The value Overall dedup ratio shows by how many percent the stored data has been reduced.

gc start
  • Starts the garbage collection.
  • Identifies unreferenced chunks and moves them to the trash.
  • Is started by SEP sesam with sm_start.
gc stop
  • Stops the garbage collection.
  • Can be restarted later.
gc status
Si3 NG gc status output example
sm_dedup_interface -d 3 gc status
Current gc status:
 State:                       Finished
 Started:                     2022-03-07 08:10:56
 Ended:                       2022-03-07 10:00:15
 Message:                     Sweep Phase: swept 97124/97124 pages [deleted=2194,rewritten=13611,skipped=79550,locked=1769,missing=0]
STATUS=SUCCESS MSG=Sweep Phase: swept 97124/97124 pages [deleted=2194,rewritten=13611,skipped=79550,locked=1769,missing=0]
get
  • Reads an object (file, saveset) from the deduplication store.
  • '-' can be used to specify STDIN.
put
  • Writes an object (file, saveset) to the deduplication store.
  • '-' can be used to specify STDOUT.
fsck
  • Starts a data store check.
  • Must be started manually.
  • If the parameter autopurge is set, all corrupted objects are deleted.
fsck status
Displays the current state or the state of the most recent data store check.

The Si3 NG deduplication store has two types of fsck: object check (occk), which checks if the Si3 data part is still readable, and page check (pcck), which checks the physical data on the disk.

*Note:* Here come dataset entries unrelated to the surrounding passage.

use axum::{Json, debug_handler, extract::State};
use sqlx::SqlitePool;

use crate::{ApiResult, AppState, auth::AuthUser};

use super::FeedPost;

const FEED_LIMIT: i64 = 50;

/// Derived view, recomputed per request: newest posts by the caller or
/// anyone the caller follows. No pagination beyond the flat limit.
#[debug_handler(state = AppState)]
pub(crate) async fn feed(
    State(db_pool): State<SqlitePool>,
    AuthUser(user_id): AuthUser,
) -> ApiResult<Json<Vec<FeedPost>>> {
    let posts: Vec<FeedPost> = sqlx::query_as(
        "SELECT p.id,p.user_id,u.username,p.content,p.created_at,p.likes, \
           (SELECT COUNT(*) FROM likes l WHERE l.post_id = p.id) AS like_count \
         FROM posts p \
         JOIN users u ON u.id = p.user_id \
         WHERE p.user_id = ? \
            OR p.user_id IN (SELECT following_id FROM follows WHERE follower_id = ?) \
         ORDER BY p.created_at DESC, p.id DESC \
         LIMIT ?",
    )
    .bind(user_id)
    .bind(user_id)
    .bind(FEED_LIMIT)
    .fetch_all(&db_pool)
    .await?;

    Ok(Json(posts))
}
use axum::{
    Json, debug_handler,
    extract::{Path, State},
};
use serde_json::json;
use sqlx::SqlitePool;

use crate::{ApiError, ApiResult, AppState, auth::AuthUser};

#[debug_handler(state = AppState)]
pub(crate) async fn toggle_follow(
    State(db_pool): State<SqlitePool>,
    AuthUser(follower_id): AuthUser,
    Path(following_id): Path<i64>,
) -> ApiResult<Json<serde_json::Value>> {
    if follower_id == following_id {
        return Err(ApiError::SelfFollow);
    }

    let mut tx = db_pool.begin().await?;

    let following = sqlx::query("SELECT 1 FROM follows WHERE follower_id=? AND following_id=?")
        .bind(follower_id)
        .bind(following_id)
        .fetch_optional(&mut *tx)
        .await?
        .is_some();

    let message = if following {
        sqlx::query("DELETE FROM follows WHERE follower_id=? AND following_id=?")
            .bind(follower_id)
            .bind(following_id)
            .execute(&mut *tx)
            .await?;
        "User unfollowed"
    } else {
        sqlx::query("INSERT INTO follows (follower_id,following_id) VALUES (?,?)")
            .bind(follower_id)
            .bind(following_id)
            .execute(&mut *tx)
            .await?;
        "User followed"
    };

    tx.commit().await?;

    Ok(Json(json!({ "message": message })))
}
use axum::{
    Json,
    http::StatusCode,
    response::{IntoResponse, Response},
};
use serde_json::json;

pub type ApiResult<T> = Result<T, ApiError>;

/// Every handler-level failure collapses to one of these; each variant is a
/// fixed status+message pair so nothing internal leaks to the client.
#[derive(Debug)]
pub enum ApiError {
    DuplicateUsername,
    InvalidCredentials,
    SelfFollow,
    NotFound,
    Unauthorized,
    Forbidden,
    Internal(anyhow::Error),
}

impl ApiError {
    fn parts(&self) -> (StatusCode, &'static str) {
        match self {
            ApiError::DuplicateUsername => (StatusCode::BAD_REQUEST, "Username already exists"),
            ApiError::InvalidCredentials => (StatusCode::BAD_REQUEST, "Invalid credentials"),
            ApiError::SelfFollow => (StatusCode::BAD_REQUEST, "Cannot follow yourself"),
            ApiError::NotFound => (StatusCode::NOT_FOUND, "User not found"),
            ApiError::Unauthorized => {
                (StatusCode::UNAUTHORIZED, "Access denied. No token provided.")
            }
            ApiError::Forbidden => (StatusCode::FORBIDDEN, "Invalid token"),
            ApiError::Internal(_) => (StatusCode::INTERNAL_SERVER_ERROR, "Server error"),
        }
    }
}

impl IntoResponse for ApiError {
    fn into_response(self) -> Response {
        if let ApiError::Internal(err) = &self {
            tracing::error!("internal error: {err:#}");
        }
        let (status, message) = self.parts();
        (status, Json(json!({ "message": message }))).into_response()
    }
}

impl<E> From<E> for ApiError
where
    E: Into<anyhow::Error>,
{
    fn from(err: E) -> Self {
        Self::Internal(err.into())
    }
}
use axum::{Json, debug_handler, extract::State};
use sqlx::SqlitePool;

use crate::{ApiError, ApiResult, AppState, now_iso};

use super::{AuthResponse, Credentials, TokenKeys, UserSummary, password};

#[debug_handler(state = AppState)]
pub(crate) async fn register(
    State(db_pool): State<SqlitePool>,
    State(keys): State<TokenKeys>,
    Json(Credentials { username, password }): Json<Credentials>,
) -> ApiResult<Json<AuthResponse>> {
    if sqlx::query("SELECT 1 FROM users WHERE username=?")
        .bind(&username)
        .fetch_optional(&db_pool)
        .await?
        .is_some()
    {
        return Err(ApiError::DuplicateUsername);
    }

    let digest = password::hash(&password)?;

    // The UNIQUE constraint backstops the check above under concurrent
    // identical registrations.
    let (id,): (i64,) = sqlx::query_as(
        "INSERT INTO users (username, password_hash, created_at) VALUES (?,?,?) RETURNING id",
    )
    .bind(&username)
    .bind(&digest)
    .bind(now_iso())
    .fetch_one(&db_pool)
    .await
    .map_err(|err| {
        if let sqlx::Error::Database(db_err) = &err {
            if db_err.is_unique_violation() {
                return ApiError::DuplicateUsername;
            }
        }
        ApiError::from(err)
    })?;

    tracing::info!("registered @{username} (#{id})");

    let token = keys.issue(id)?;
    Ok(Json(AuthResponse {
        token,
        user: UserSummary { id, username },
    }))
}
pub mod gate;
pub mod password;
pub mod token;

mod login;
mod register;

pub use gate::AuthUser;
pub use token::TokenKeys;

use axum::{Router, routing::post};
use serde::{Deserialize, Serialize};

use crate::AppState;

pub fn router() -> Router<AppState> {
    Router::new()
        .route("/register", post(register::register))
        .route("/login", post(login::login))
}

#[derive(Deserialize)]
pub(crate) struct Credentials {
    pub(crate) username: String,
    pub(crate) password: String,
}

#[derive(Serialize)]
pub(crate) struct UserSummary {
    pub(crate) id: i64,
    pub(crate) username: String,
}

#[derive(Serialize)]
pub(crate) struct AuthResponse {
    pub(crate) token: String,
    pub(crate) user: UserSummary,
}
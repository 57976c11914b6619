pub mod auth;
pub mod db;
pub mod error;
pub mod posts;
pub mod res;
pub mod users;

use axum::{Json, Router, debug_handler, extract::FromRef, routing::get};
use serde_json::json;
use sqlx::SqlitePool;
use tower_http::cors::CorsLayer;

pub use error::{ApiError, ApiResult};

use auth::TokenKeys;

#[derive(Clone, FromRef)]
pub struct AppState {
    pub db_pool: SqlitePool,
    pub keys: TokenKeys,
}

pub fn app(app_state: AppState) -> Router {
    Router::new()
        .route("/", get(res::terminal))
        .route("/api/health", get(health))
        .nest("/api/auth", auth::router())
        .nest("/api/posts", posts::router())
        .nest("/api/users", users::router())
        .with_state(app_state)
        .layer(CorsLayer::permissive())
}

#[debug_handler]
async fn health() -> Json<serde_json::Value> {
    Json(json!({ "status": "healthy" }))
}

/// RFC 3339 with microseconds so TEXT ordering matches insertion order.
pub fn now_iso() -> String {
    chrono::Utc::now().to_rfc3339_opts(chrono::SecondsFormat::Micros, true)
}
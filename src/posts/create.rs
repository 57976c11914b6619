use axum::{Json, debug_handler, extract::State};
use serde::Deserialize;
use sqlx::SqlitePool;

use crate::{ApiResult, AppState, auth::AuthUser, now_iso};

use super::Post;

#[derive(Deserialize)]
pub(crate) struct NewPost {
    content: String,
}

#[debug_handler(state = AppState)]
pub(crate) async fn create_post(
    State(db_pool): State<SqlitePool>,
    AuthUser(user_id): AuthUser,
    Json(NewPost { content }): Json<NewPost>,
) -> ApiResult<Json<Post>> {
    let created: Post = sqlx::query_as(
        "INSERT INTO posts (user_id,content,created_at) VALUES (?,?,?) \
         RETURNING id,user_id,content,created_at,likes",
    )
    .bind(user_id)
    .bind(&content)
    .bind(now_iso())
    .fetch_one(&db_pool)
    .await?;

    Ok(Json(created))
}
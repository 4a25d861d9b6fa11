//! Game rules for reversi
//!
//! This module implements the rule set:
//! - Flip detection along the eight compass lines
//! - Legal move generation
//! - Move application
//! - Pass and end-of-game detection

pub mod apply;
pub mod flips;
pub mod legal;
pub mod outcome;

// Re-exports for convenient access
pub use apply::{apply, play};
pub(crate) use apply::apply_unchecked;
pub use flips::{flips_any, flips_for, flips_in_direction};
pub use legal::{has_any_legal_move, is_legal, legal_moves, legal_positions, Move};
pub use outcome::{disc_difference, is_game_over, side_to_move, winner};
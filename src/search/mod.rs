//! Search module for the reversi AI
//!
//! Contains:
//! - Alpha-Beta minimax with iterative deepening
//! - Search options (pass handling, move retention, depth cap)
//! - Greedy single-ply placement

pub mod alphabeta;
pub mod options;
pub mod placement;

pub use alphabeta::{SearchResult, SearchStats, Searcher, INF};
pub use options::{PassRule, Retention, SearchOptions};
pub use placement::best_placement;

All processes (gc, occk and pcck) can run simultaneously.

purge
  • Deletes all pages marked as obsolete (empty trash) by the last the last run of garbage collection (gc).
  • Is started by sm_start after a SEP sesam day change.
  • getlabel and getuuid can be replaced with status

Logging

The logging function uses a relatively powerful logback library. For more information, see Logback Project. Note that this information is intended for advanced users only.

Logging info
  • gv_rw_ini:sm_sds.xml (/var/opt/sesam/var/ini/sm_sds.xml)
  • /var/opt/sesam/var/log/sms contains two log files:
    • sm_dedup_server_info-<drive>.log: INFO level and higher.
    • sm_dedup_server-<drive>.log: DEBUG and higher. This file will become quite large.
    • sm_dedup_gc-<drive>.log: garbage collection log.
    • sm_dedup_fsck-<drive>.log: file system check log.
  • Auto rotation if the log file size reaches 100 MB.

Files and directories

Objects

For every SEP sesam saveset, three objects (files) are stored in the Si3 store:

  • <ssid>.data
  • <ssid>.info
  • <ssid>.info2

The .data and .info files are identical to those of a normal data store. The .info2 file is required for the data to be appended to a Si3 object. All database information that is not available before a backup is completed is written to this file.

Directories

The path <repo root path>/Si3-POOL/Si3-POOL00001/ is a legacy SEP sesam data store path and has nothing to do with the Si3 store. It will be removed the future.

What is next?

After configuring the Si3/Si3 NG deduplication store, first configure the media pool(s) and then set up your backup strategy.